Inside, at a press briefing, the show is in the hands of U.S. Secretary of State Hillary Clinton and Anders Fogh Rasmussen, a former Danish prime minister and now NATO secretary general. Both are experienced, eloquent and well versed on the subject. Rasmussen and Clinton are there to wrap up the conference of NATO foreign ministers and to launch the heads-of-state meeting in Chicago in five months. They unveil the summit’s logo, the skyline above Lake Michigan. It’s the view that Al Capone, Michael Jordan and Clinton took in, the latter during her childhood. And for a while it was the view taken in by one of the two men who have been a major source of frustration in Clinton’s life − Barack Obama.
The two are asked about Russia, which in its Soviet incarnation was NATO’s raison d’etre, and which has since become a tolerable nuisance on the fringes of the alliance. It stirs things up whenever Vladimir Putin feels like it. Russia doesn’t like the missile defense system that NATO is putting up in the east, near it but aimed at Iran.

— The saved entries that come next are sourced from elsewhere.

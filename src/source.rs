//! Field sources: the nodes of the blob tree.
//!
//! A [`Source`] is one soft disk in the scene. It carries its own `seed`, so
//! every cosmetic decision made for it (initial offset, layout jitter, merge
//! offset) is reproducible from the exported state alone.

use std::fmt;

use glam::Vec2;
use rand::rngs::StdRng;
use rand::{Rng, SeedableRng};
use serde::{Deserialize, Serialize};

/// Stable handle of a source within one tree. Never reused.
#[derive(Clone, Copy, Debug, PartialEq, Eq, PartialOrd, Ord, Hash, Serialize, Deserialize)]
#[serde(transparent)]
pub struct SourceId(pub u32);

impl fmt::Display for SourceId {
    fn fmt(&self, f: &mut fmt::Formatter<'_>) -> fmt::Result {
        write!(f, "#{}", self.0)
    }
}

/// A field-emitting node of the tree.
#[derive(Clone, Debug, PartialEq)]
pub struct Source {
    pub id: SourceId,
    /// Seed for this source's private PRNG.
    pub seed: u32,
    /// Committed position in scene space (roughly -1..1).
    pub position: Vec2,
    /// Radius, derived from depth after every topology change.
    pub radius: f32,
    /// Field contribution multiplier.
    pub weight: f32,
    /// Pinned position overriding layout.
    pub anchor: Option<Vec2>,
    pub parent: Option<SourceId>,
    pub children: Vec<SourceId>,
    pub label: Option<String>,
}

impl Source {
    pub(crate) fn new(id: SourceId, seed: u32, parent: Option<SourceId>, position: Vec2, radius: f32) -> Self {
        Self {
            id,
            seed,
            position,
            radius,
            weight: 1.0,
            anchor: None,
            parent,
            children: Vec::new(),
            label: None,
        }
    }

    /// Whether the source is pinned by an anchor.
    pub fn is_anchored(&self) -> bool {
        self.anchor.is_some()
    }

    pub fn is_leaf(&self) -> bool {
        self.children.is_empty()
    }

    /// A fresh PRNG stream for this source.
    ///
    /// `stream` separates independent uses of the same seed (layout jitter,
    /// merge offsets, ...) so they do not produce correlated values.
    pub fn rng(&self, stream: u32) -> StdRng {
        seeded_rng(self.seed, stream)
    }

    /// Deterministic angular jitter in `[-max, max]` radians.
    pub fn jitter_angle(&self, max: f32) -> f32 {
        if max <= 0.0 {
            return 0.0;
        }
        self.rng(STREAM_JITTER).gen_range(-max..=max)
    }

    /// Deterministic unit direction, used to separate coincident points.
    pub fn unit_direction(&self, stream: u32) -> Vec2 {
        let angle = self.rng(stream).gen_range(0.0..std::f32::consts::TAU);
        Vec2::from_angle(angle)
    }

    /// Deterministic offset with length at most `max`.
    pub fn offset_within(&self, stream: u32, max: f32) -> Vec2 {
        let mut rng = self.rng(stream);
        let angle = rng.gen_range(0.0..std::f32::consts::TAU);
        let len = rng.gen::<f32>() * max.max(0.0);
        Vec2::from_angle(angle) * len
    }
}

pub(crate) const STREAM_JITTER: u32 = 1;
pub(crate) const STREAM_SEPARATE: u32 = 2;
pub(crate) const STREAM_MERGE: u32 = 3;
pub(crate) const STREAM_SPAWN: u32 = 4;

/// Seeded PRNG for a `(seed, stream)` pair.
pub fn seeded_rng(seed: u32, stream: u32) -> StdRng {
    StdRng::seed_from_u64(((seed as u64) << 32) | stream as u64)
}

/// Derive a child seed from its parent's seed and its own id.
///
/// splitmix-style mixing so that siblings get uncorrelated seeds.
pub fn derive_seed(parent_seed: u32, id: SourceId) -> u32 {
    let mut x = ((parent_seed as u64) << 32 | id.0 as u64).wrapping_add(0x9E37_79B9_7F4A_7C15);
    x = (x ^ (x >> 30)).wrapping_mul(0xBF58_476D_1CE4_E5B9);
    x = (x ^ (x >> 27)).wrapping_mul(0x94D0_49BB_1331_11EB);
    x ^= x >> 31;
    (x ^ (x >> 32)) as u32
}

#[cfg(test)]
mod tests {
    use super::*;

    fn source(seed: u32) -> Source {
        Source::new(SourceId(1), seed, None, Vec2::ZERO, 0.3)
    }

    #[test]
    fn test_jitter_is_reproducible_and_bounded() {
        let a = source(42);
        let b = source(42);
        assert_eq!(a.jitter_angle(0.03), b.jitter_angle(0.03));
        for seed in 0..200 {
            let j = source(seed).jitter_angle(0.03);
            assert!(j.abs() <= 0.03);
        }
        assert_eq!(source(7).jitter_angle(0.0), 0.0);
    }

    #[test]
    fn test_derived_seeds_differ_between_siblings() {
        let s1 = derive_seed(12345, SourceId(1));
        let s2 = derive_seed(12345, SourceId(2));
        assert_ne!(s1, s2);
        assert_eq!(s1, derive_seed(12345, SourceId(1)));
    }

    #[test]
    fn test_offsets_stay_within_radius() {
        for seed in 0..100 {
            let off = source(seed).offset_within(STREAM_MERGE, 0.02);
            assert!(off.length() <= 0.02 + 1e-6);
        }
    }

    #[test]
    fn test_unit_direction_is_normalized() {
        let dir = source(9).unit_direction(STREAM_SEPARATE);
        assert!((dir.length() - 1.0).abs() < 1e-5);
    }
}
//! JSON export and import of the whole source tree.
//!
//! The exported document looks like:
//!
//! ```json
//! {
//!   "version": 1,
//!   "root": 0,
//!   "next_id": 3,
//!   "sources": [
//!     { "id": 0, "seed": 12345, "pos": [0.0, 0.0], "radius": 0.35, "weight": 1.0, "parent": null },
//!     { "id": 1, "seed": 917, "pos": [0.2, 0.0], "radius": 0.245, "weight": 1.0, "parent": 0, "anchor": [0.2, 0.0] }
//!   ],
//!   "tree": { ... },
//!   "layout": { ... }
//! }
//! ```
//!
//! Sources are written in pre-order so sibling order survives a round trip.
//! Import rebuilds a candidate tree and validates it before anything is
//! swapped in.

use glam::Vec2;
use serde::{Deserialize, Serialize};

use crate::error::StateError;
use crate::layout::LayoutConfig;
use crate::source::{Source, SourceId};
use crate::tree::{SourceTree, TreeConfig};

/// Format version written by [`EngineState::capture`].
pub const STATE_VERSION: u32 = 1;

/// One serialized source.
#[derive(Clone, Debug, PartialEq, Serialize, Deserialize)]
pub struct SourceRecord {
    pub id: SourceId,
    pub seed: u32,
    pub pos: Vec2,
    pub radius: f32,
    #[serde(default = "default_weight")]
    pub weight: f32,
    pub parent: Option<SourceId>,
    #[serde(default, skip_serializing_if = "Option::is_none")]
    pub anchor: Option<Vec2>,
    #[serde(default, skip_serializing_if = "Option::is_none")]
    pub label: Option<String>,
}

fn default_weight() -> f32 {
    1.0
}

/// Serializable snapshot of an engine's tree.
#[derive(Clone, Debug, PartialEq, Serialize, Deserialize)]
pub struct EngineState {
    pub version: u32,
    pub root: SourceId,
    pub next_id: u32,
    pub sources: Vec<SourceRecord>,
    #[serde(default)]
    pub tree: TreeConfig,
    #[serde(default)]
    pub layout: LayoutConfig,
}

impl EngineState {
    /// Capture `tree` in pre-order.
    pub fn capture(tree: &SourceTree, layout: &LayoutConfig) -> Self {
        let sources = tree
            .subtree(tree.root())
            .into_iter()
            .filter_map(|id| tree.get(id))
            .map(|s| SourceRecord {
                id: s.id,
                seed: s.seed,
                pos: s.position,
                radius: s.radius,
                weight: s.weight,
                parent: s.parent,
                anchor: s.anchor,
                label: s.label.clone(),
            })
            .collect();
        Self {
            version: STATE_VERSION,
            root: tree.root(),
            next_id: tree.next_id(),
            sources,
            tree: tree.config().clone(),
            layout: layout.clone(),
        }
    }

    pub fn to_json(&self) -> Result<String, StateError> {
        Ok(serde_json::to_string_pretty(self)?)
    }

    /// Parse a document, rejecting unknown versions.
    pub fn from_json(json: &str) -> Result<Self, StateError> {
        let state: EngineState = serde_json::from_str(json)?;
        if state.version != STATE_VERSION {
            return Err(StateError::invalid(format!(
                "unsupported state version {} (expected {STATE_VERSION})",
                state.version
            )));
        }
        Ok(state)
    }

    /// Rebuild and validate the tree this state describes.
    ///
    /// Positions are taken as stored; radii must match the stored tree
    /// config's depth formula.
    pub fn to_tree(&self) -> Result<SourceTree, StateError> {
        let sources = self
            .sources
            .iter()
            .map(|r| {
                let mut source = Source::new(r.id, r.seed, r.parent, r.pos, r.radius);
                source.weight = r.weight;
                source.anchor = r.anchor;
                source.label = r.label.clone();
                source
            })
            .collect();
        SourceTree::from_parts(self.tree.clone(), self.root, self.next_id, sources)
    }
}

Is it genuine anger or a bargaining chip? It’s too early to tell. When Clinton makes accusations of election tampering in Russia, with righteous anger and a poker face, the Russians refrain from mentioning Chicago’s reputation in this regard.
In a nearby hall, on January 18-19, the commanders of NATO-member militaries will meet, along with their counterparts from Mediterranean and Gulf states. Among the invitees is Israel Defense Forces Chief of Staff Benny Gantz. This is a precious opportunity to talk with senior officers from Egypt, Turkey and other countries, as well as with the NATO staff, who are exuding friendship toward the IDF, not the policies of the Netanyahu-Lieberman-Barak government. The chairman of the NATO Military Committee, Adm. Giampaolo di Paola, a friend of former IDF Chief of Staff Gabi Ashkenazi, returned to Rome last week to become defense minister in the government of technocrats running the country.
But in the usual clash between guns and butter, the former is winning. In Europe there is a wall between those who work and those who don’t, between the Germans and the Greeks, between the Calvinist work ethic in the north and the profligate south.
“Have you heard about Alexander the good?” Europeans are asked by a Dubai-based bank in a magazine advertisement, against a background of a horseman from the army of Alexander the Great, who responds in the negative. We need Alexander the Great, not Alexander the good. In Dubai and the other Gulf states there are concerns about the impact of the shocks to the European economy, but no less about a weakened NATO. They are concerned that the promise of a security umbrella against Iran will blow away in a wind that is even less powerful than the one blowing in Brussels in December.